34 horas de guagua y… ¡Bienvenidos a Bamako!, por José Naranjo

21/06/2012 | Bitácora africana

Desde hace tiempo tenía la intención de ir desde Dakar (Senegal) hasta Bamako (Malí), unos 1.100 kilómetros, por carretera. La otra opción, el avión, costaba unos 400 euros y en guagua un poco menos de 40. La diferencia de precio, como pueden ver, era insalvable. Así que preparé mi mochila y me presenté en el punto de partida, junto al estadio Leopold Sedar Senghor de Dakar. En un principio mi idea era ir por Kedougou, pero a última hora y por consejo de Bouba, un buen amigo maliense que ha hecho este viaje varias veces, me incliné por ir directo desde Tambacounda hasta Kayes, la ruta tradicional.

Esta historia comienza el domingo a las ocho y media de la noche. La empresa de transportes me había dicho que en 24 horas estaría en Bamako. Pero estas cosas, en África, no hay que creérselas nunca. En realidad, la pregunta más estúpida que se puede hacer es en estos casos es «¿a qué hora llegaremos?». Pero como uno no acaba de aprender, la hice. Y ellos, acostumbrados a tratar con tubabs (blancos) imprudentes, responden lo que queremos oir. «Pues 24 horas». Pero ellos saben y yo sé que eso dependerá de muchas variables difíciles de calcular a priori, como luego se pudo comprobar.
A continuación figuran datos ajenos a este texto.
//! MongoDB client wrapper and the lazily-initialized collection provider.

use bson::{Document, doc};
use mongodb::options::IndexOptions;
use mongodb::{Client, Collection, Database, IndexModel};
use tokio::sync::OnceCell;
use tokio::task::JoinHandle;
use tracing::{debug, info};

use crate::config::{ConnectionEnv, MongoConfig};
use crate::error::{MongoError, MongoResult};

/// A MongoDB client with connection pooling.
///
/// The MongoDB driver handles connection pooling internally; the selected
/// database keeps the driver's client alive.
#[derive(Clone)]
pub struct MongoClient {
    database: Database,
}

impl MongoClient {
    /// Create a new client from configuration.
    ///
    /// The driver connects lazily; call [`MongoClient::ping`] to force
    /// server selection.
    pub async fn new(config: MongoConfig) -> MongoResult<Self> {
        let options = config.to_client_options().await?;

        let client = Client::with_options(options)
            .map_err(|e| MongoError::connection(format!("failed to create client: {}", e)))?;

        info!(
            database = %config.database,
            max_pool_size = ?config.max_pool_size,
            "MongoDB client created"
        );

        Ok(Self {
            database: client.database(&config.database),
        })
    }

    /// Get a collection with BSON documents.
    pub fn collection_doc(&self, name: &str) -> Collection<Document> {
        self.database.collection(name)
    }

    /// Ping the server, failing once the server selection timeout elapses.
    pub async fn ping(&self) -> MongoResult<()> {
        self.database
            .run_command(doc! { "ping": 1 }, None)
            .await
            .map_err(|e| MongoError::connection(e.to_string()))?;
        Ok(())
    }
}

/// Request an ascending background index on `field`.
///
/// The returned task is meant to be detached: index creation is best-effort
/// and its failure is only logged.
pub fn spawn_background_index(collection: Collection<Document>, field: String) -> JoinHandle<()> {
    tokio::spawn(async move {
        let mut keys = Document::new();
        keys.insert(field.as_str(), 1);

        let options = IndexOptions::builder().background(true).build();
        let model = IndexModel::builder().keys(keys).options(options).build();

        match collection.create_index(model, None).await {
            Ok(result) => debug!(index = %result.index_name, "Background index ready"),
            Err(e) => debug!(field = %field, error = %e, "Background index request failed"),
        }
    })
}

/// A connected client together with the looked-up collection.
#[derive(Clone)]
pub struct Connected {
    /// The client the collection belongs to.
    pub client: MongoClient,
    /// The collection handle.
    pub collection: Collection<Document>,
}

/// Hands out the single collection handle used for the process lifetime.
///
/// The first call to [`CollectionProvider::get`] validates the connection
/// parameters, connects, selects the collection and (if configured) requests
/// the secondary index. Concurrent first calls wait on the same
/// initialization; a failed initialization leaves the provider empty so the
/// next call tries again.
pub struct CollectionProvider {
    env: ConnectionEnv,
    secondary_unique_field: Option<String>,
    cell: OnceCell<Connected>,
}

impl CollectionProvider {
    /// Create a provider from captured connection parameters.
    pub fn new(env: ConnectionEnv) -> Self {
        Self {
            env,
            secondary_unique_field: None,
            cell: OnceCell::new(),
        }
    }

    /// Request a background index on this field after connecting.
    pub fn with_secondary_unique_field(mut self, field: Option<String>) -> Self {
        self.secondary_unique_field = field;
        self
    }

    /// Whether the connection has been established.
    pub fn is_initialized(&self) -> bool {
        self.cell.initialized()
    }

    /// Get the collection handle, connecting on first use.
    pub async fn get(&self) -> MongoResult<Collection<Document>> {
        Ok(self.connected().await?.collection.clone())
    }

    /// Get the connected client and collection, connecting on first use.
    pub async fn connected(&self) -> MongoResult<&Connected> {
        self.cell.get_or_try_init(|| self.connect()).await
    }

    async fn connect(&self) -> MongoResult<Connected> {
        let config = self.env.to_config()?;

        let client = MongoClient::new(config.mongo).await?;
        client.ping().await?;

        let collection = client.collection_doc(&config.collection);
        info!(collection = %config.collection, "Collection provider initialized");

        if let Some(field) = &self.secondary_unique_field {
            drop(spawn_background_index(collection.clone(), field.clone()));
        }

        Ok(Connected { client, collection })
    }
}

#[cfg(test)]
mod tests {
    use super::*;
    use crate::config::{COLLECTION_NAME_VAR, DB_NAME_VAR};
    use doclookup_query::{ErrorCode, LookupError, MapEnvSource};
    use mongodb::options::ClientOptions;

    /// A collection on a host nothing listens on, giving up after 100ms.
    async fn unreachable_collection() -> Collection<Document> {
        let options = ClientOptions::parse("mongodb://127.0.0.1:1/?serverSelectionTimeoutMS=100")
            .await
            .unwrap();
        Client::with_options(options)
            .unwrap()
            .database("school")
            .collection("students")
    }

    #[tokio::test]
    async fn test_missing_uri_is_config_error() {
        let env = MapEnvSource::new()
            .set(DB_NAME_VAR, "school")
            .set(COLLECTION_NAME_VAR, "students");
        let provider = CollectionProvider::new(ConnectionEnv::from_env(&env));

        let err = provider.get().await.unwrap_err();
        assert!(err.is_config_error());
        assert!(!provider.is_initialized());
    }

    #[tokio::test]
    async fn test_failed_init_is_retried() {
        let provider = CollectionProvider::new(ConnectionEnv::default());

        assert!(provider.get().await.is_err());
        assert!(provider.get().await.is_err());
        assert!(!provider.is_initialized());
    }

    #[tokio::test]
    async fn test_background_index_failure_is_swallowed() {
        let collection = unreachable_collection().await;

        let task = spawn_background_index(collection, "email".into());
        assert!(task.await.is_ok());
    }

    #[tokio::test]
    async fn test_unreachable_server_maps_to_connection_error() {
        let collection = unreachable_collection().await;

        let err = collection.find_one(doc! {}, None).await.unwrap_err();
        let err: LookupError = MongoError::from(err).into();
        assert_eq!(err.code, ErrorCode::ConnectionFailed);
    }
}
Dado que soy un maestro en el arte de la previsión, no llevaba nada de comida ni bebida para un viaje de al menos un día. Menos mal que la guagua no salió puntual (¡albricias, qué sorpresa!) y tuve margen para comprar dos botellas de agua Kirene y cinco paquetes de galletitas Biscrim, a razón de cuatro por paquete. Digo las marcas a ver si hay suerte, me patrocinan el próximo viaje y lo hago en avión aunque sea llevando más logotipos en la camiseta que Jesús Calleja subiendo al Anapurna.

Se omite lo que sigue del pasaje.